Ok I updated my chipset from the Asus website, I'll post when I find the temperature and 12v reading.

CPU temperature ranged from 42 to 44C, a few minutes after it froze (before updating chipset driver). 12v reading was at 12.19


----------



## Rich-M (May 2, 2007)

*Re: Computer freezing randomly (brand new)*

What Antivirus and Anti Malware programs do you use and have you scanned system recently?
I would run memtest86 and run 4 full tests, each test has 8 passes so this can take 3-4 hours but you need to be sure because new or old ram can be incompatible or defective. Memtest86+ - Advanced Memory Diagnostic Tool
Was the same hard drive in use on the old system?
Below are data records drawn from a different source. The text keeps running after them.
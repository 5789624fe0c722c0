use chrono::{DateTime, Utc};
use serde::{Deserialize, Serialize};
use serde_json::Value;

/// Closed enum of persisted session event types.
///
/// These are the only types that land in the `session_events` table; the
/// push-only types in [`PushType`] ride the bus but are never persisted.
#[derive(Debug, Clone, Copy, PartialEq, Eq, Serialize, Deserialize)]
#[serde(rename_all = "snake_case")]
pub enum EventType {
    SessionStart,
    SessionEnd,
    PortStart,
    PortEnd,
    UserRequest,
    FileEdit,
    UntrackedEdit,
    Decision,
    Escalation,
    Compact,
    ZombieCleanup,
    ContextLoaded,
    ContextOverflow,
    AgentActivated,
    AgentDeactivated,
    DependencyResolved,
    QualityWarning,
    CheckpointCreated,
}

impl EventType {
    pub fn as_str(&self) -> &'static str {
        match self {
            EventType::SessionStart => "session_start",
            EventType::SessionEnd => "session_end",
            EventType::PortStart => "port_start",
            EventType::PortEnd => "port_end",
            EventType::UserRequest => "user_request",
            EventType::FileEdit => "file_edit",
            EventType::UntrackedEdit => "untracked_edit",
            EventType::Decision => "decision",
            EventType::Escalation => "escalation",
            EventType::Compact => "compact",
            EventType::ZombieCleanup => "zombie_cleanup",
            EventType::ContextLoaded => "context_loaded",
            EventType::ContextOverflow => "context_overflow",
            EventType::AgentActivated => "agent_activated",
            EventType::AgentDeactivated => "agent_deactivated",
            EventType::DependencyResolved => "dependency_resolved",
            EventType::QualityWarning => "quality_warning",
            EventType::CheckpointCreated => "checkpoint_created",
        }
    }

    pub fn parse(s: &str) -> Option<Self> {
        match s {
            "session_start" => Some(EventType::SessionStart),
            "session_end" => Some(EventType::SessionEnd),
            "port_start" => Some(EventType::PortStart),
            "port_end" => Some(EventType::PortEnd),
            "user_request" => Some(EventType::UserRequest),
            "file_edit" => Some(EventType::FileEdit),
            "untracked_edit" => Some(EventType::UntrackedEdit),
            "decision" => Some(EventType::Decision),
            "escalation" => Some(EventType::Escalation),
            "compact" => Some(EventType::Compact),
            "zombie_cleanup" => Some(EventType::ZombieCleanup),
            "context_loaded" => Some(EventType::ContextLoaded),
            "context_overflow" => Some(EventType::ContextOverflow),
            "agent_activated" => Some(EventType::AgentActivated),
            "agent_deactivated" => Some(EventType::AgentDeactivated),
            "dependency_resolved" => Some(EventType::DependencyResolved),
            "quality_warning" => Some(EventType::QualityWarning),
            "checkpoint_created" => Some(EventType::CheckpointCreated),
            _ => None,
        }
    }
}

/// Push-only event types: emitted onto the bus and forwarded to stream
/// subscribers, never written as session event rows.
#[derive(Debug, Clone, Copy, PartialEq, Eq)]
pub enum PushType {
    OrchestrationStart,
    OrchestrationUpdate,
    OrchestrationComplete,
    WorkerSpawn,
    WorkerComplete,
    AttentionWarning,
    AttentionCritical,
    CompactTriggered,
    EscalationNew,
    MessageNew,
    EventsLag,
}

impl PushType {
    pub fn as_str(&self) -> &'static str {
        match self {
            PushType::OrchestrationStart => "orchestration:start",
            PushType::OrchestrationUpdate => "orchestration:update",
            PushType::OrchestrationComplete => "orchestration:complete",
            PushType::WorkerSpawn => "worker:spawn",
            PushType::WorkerComplete => "worker:complete",
            PushType::AttentionWarning => "attention:warning",
            PushType::AttentionCritical => "attention:critical",
            PushType::CompactTriggered => "compact:triggered",
            PushType::EscalationNew => "escalation:new",
            PushType::MessageNew => "message:new",
            PushType::EventsLag => "events:lag",
        }
    }

    pub fn parse(s: &str) -> Option<Self> {
        match s {
            "orchestration:start" => Some(PushType::OrchestrationStart),
            "orchestration:update" => Some(PushType::OrchestrationUpdate),
            "orchestration:complete" => Some(PushType::OrchestrationComplete),
            "worker:spawn" => Some(PushType::WorkerSpawn),
            "worker:complete" => Some(PushType::WorkerComplete),
            "attention:warning" => Some(PushType::AttentionWarning),
            "attention:critical" => Some(PushType::AttentionCritical),
            "compact:triggered" => Some(PushType::CompactTriggered),
            "escalation:new" => Some(PushType::EscalationNew),
            "message:new" => Some(PushType::MessageNew),
            "events:lag" => Some(PushType::EventsLag),
            _ => None,
        }
    }
}

/// Wire kind of a bus event.
///
/// `Other` carries type names this build does not know. They are forwarded
/// unchanged to subscribers so a newer publisher never loses events through
/// an older relay.
#[derive(Debug, Clone, PartialEq, Eq)]
pub enum EventKind {
    Session(EventType),
    Push(PushType),
    Other(String),
}

impl EventKind {
    pub fn as_str(&self) -> &str {
        match self {
            EventKind::Session(t) => t.as_str(),
            EventKind::Push(t) => t.as_str(),
            EventKind::Other(s) => s.as_str(),
        }
    }

    /// Never fails: unknown names become `Other`.
    pub fn parse(s: &str) -> Self {
        if let Some(t) = EventType::parse(s) {
            EventKind::Session(t)
        } else if let Some(t) = PushType::parse(s) {
            EventKind::Push(t)
        } else {
            EventKind::Other(s.to_string())
        }
    }

    /// Only `Session` kinds get a session event row.
    pub fn is_persisted(&self) -> bool {
        matches!(self, EventKind::Session(_))
    }
}

impl Serialize for EventKind {
    fn serialize<S: serde::Serializer>(&self, serializer: S) -> Result<S::Ok, S::Error> {
        serializer.serialize_str(self.as_str())
    }
}

impl<'de> Deserialize<'de> for EventKind {
    fn deserialize<D: serde::Deserializer<'de>>(deserializer: D) -> Result<Self, D::Error> {
        let s = String::deserialize(deserializer)?;
        Ok(EventKind::parse(&s))
    }
}

/// A persisted session event row: append-only, per-session monotonic id.
#[derive(Debug, Clone, Serialize, Deserialize)]
pub struct SessionEvent {
    pub id: i64,
    pub session_id: String,
    pub event_type: EventType,
    /// JSON-shaped but stored opaquely; validated only against a permissive schema.
    pub event_data: String,
    pub created_at: DateTime<Utc>,
}

/// The unit that travels on the bus and out over the push stream.
#[derive(Debug, Clone, Serialize, Deserialize)]
pub struct BusEvent {
    /// Row id for persisted events; 0 for push-only events.
    #[serde(default)]
    pub id: i64,
    #[serde(skip_serializing_if = "Option::is_none")]
    pub session_id: Option<String>,
    #[serde(skip_serializing_if = "Option::is_none")]
    pub port_id: Option<String>,
    #[serde(rename = "type")]
    pub kind: EventKind,
    #[serde(default)]
    pub data: Value,
    pub timestamp: DateTime<Utc>,
}

impl BusEvent {
    pub fn session(session_id: impl Into<String>, event_type: EventType, data: Value) -> Self {
        Self {
            id: 0,
            session_id: Some(session_id.into()),
            port_id: None,
            kind: EventKind::Session(event_type),
            data,
            timestamp: Utc::now(),
        }
    }

    pub fn push(push_type: PushType, data: Value) -> Self {
        Self {
            id: 0,
            session_id: None,
            port_id: None,
            kind: EventKind::Push(push_type),
            data,
            timestamp: Utc::now(),
        }
    }

    pub fn with_port(mut self, port_id: impl Into<String>) -> Self {
        self.port_id = Some(port_id.into());
        self
    }

    pub fn with_session(mut self, session_id: impl Into<String>) -> Self {
        self.session_id = Some(session_id.into());
        self
    }
}

#[cfg(test)]
mod tests {
    use super::*;
    use serde_json::json;

    #[test]
    fn test_event_type_round_trip() {
        let all = [
            "session_start",
            "session_end",
            "port_start",
            "port_end",
            "user_request",
            "file_edit",
            "untracked_edit",
            "decision",
            "escalation",
            "compact",
            "zombie_cleanup",
            "context_loaded",
            "context_overflow",
            "agent_activated",
            "agent_deactivated",
            "dependency_resolved",
            "quality_warning",
            "checkpoint_created",
        ];
        for name in all {
            let parsed = EventType::parse(name).expect(name);
            assert_eq!(parsed.as_str(), name);
        }
    }

    #[test]
    fn test_unknown_kind_is_forwarded_not_dropped() {
        let kind = EventKind::parse("hologram:materialized");
        assert_eq!(
            kind,
            EventKind::Other("hologram:materialized".to_string())
        );
        assert!(!kind.is_persisted());

        let json = serde_json::to_string(&kind).unwrap();
        assert_eq!(json, "\"hologram:materialized\"");
        let back: EventKind = serde_json::from_str(&json).unwrap();
        assert_eq!(back, kind);
    }

    #[test]
    fn test_bus_event_serialization() {
        let event = BusEvent::push(PushType::WorkerSpawn, json!({"port_id": "P1"}))
            .with_session("S1")
            .with_port("P1");

        let value = serde_json::to_value(&event).unwrap();
        assert_eq!(value["type"], "worker:spawn");
        assert_eq!(value["session_id"], "S1");
        assert_eq!(value["port_id"], "P1");
        assert_eq!(value["data"]["port_id"], "P1");
    }

    #[test]
    fn test_push_types_are_not_persisted() {
        assert!(EventKind::Session(EventType::PortEnd).is_persisted());
        assert!(!EventKind::Push(PushType::AttentionWarning).is_persisted());
    }
}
Have you run checkdisk (chkdsk /r) on the hard drive and/or any testing utilities?


----------



## johnx (Nov 28, 2011)

*Re: Computer freezing randomly (brand new)*

HDD is brand new, and freezing occured before I installed Avast.

Whats the best way to run memtest86? I don't have any extra CDs.


----------



## shawnpb (May 30, 2010)

*Re: Computer freezing randomly (brand new)*

Press F8 during reboot (several times) during machine logo screen, select Windows Memory Diagnostics.


----------



## Rich-M (May 2, 2007)

*Re: Computer freezing randomly (brand new)*



johnx said:


> HDD is brand new, and freezing occured before I installed Avast.
> 
> Whats the best way to run memtest86? I don't have any extra CDs.


Buy some, the memory tester in Windows is hardly comparable to Memtest86. Sometimes we need to spend money to fix things, ya know!


----------



## johnx (Nov 28, 2011)

*Re: Computer freezing randomly (brand new)*

Should I just buy new ram? Everyone seems to say that this is the problem.


----------



## Rich-M (May 2, 2007)

*Re: Computer freezing randomly (brand new)*

Run Memtest to get that answer. I have had no luck with Patriot ram in the past but without knowing the model numbers on what you own, we cannot check compatibility either.


----------



## spunk.funk (May 13, 2010)

*Re: Computer freezing randomly (brand new)*

You can run the crucial system scanner which will tell you what kind of RAM you have and what your upgrade options are.


----------



## johnx (Nov 28, 2011)

*Re: Computer freezing randomly (brand new)*

I bumped this thread rather than starting a new one. Hope thats ok.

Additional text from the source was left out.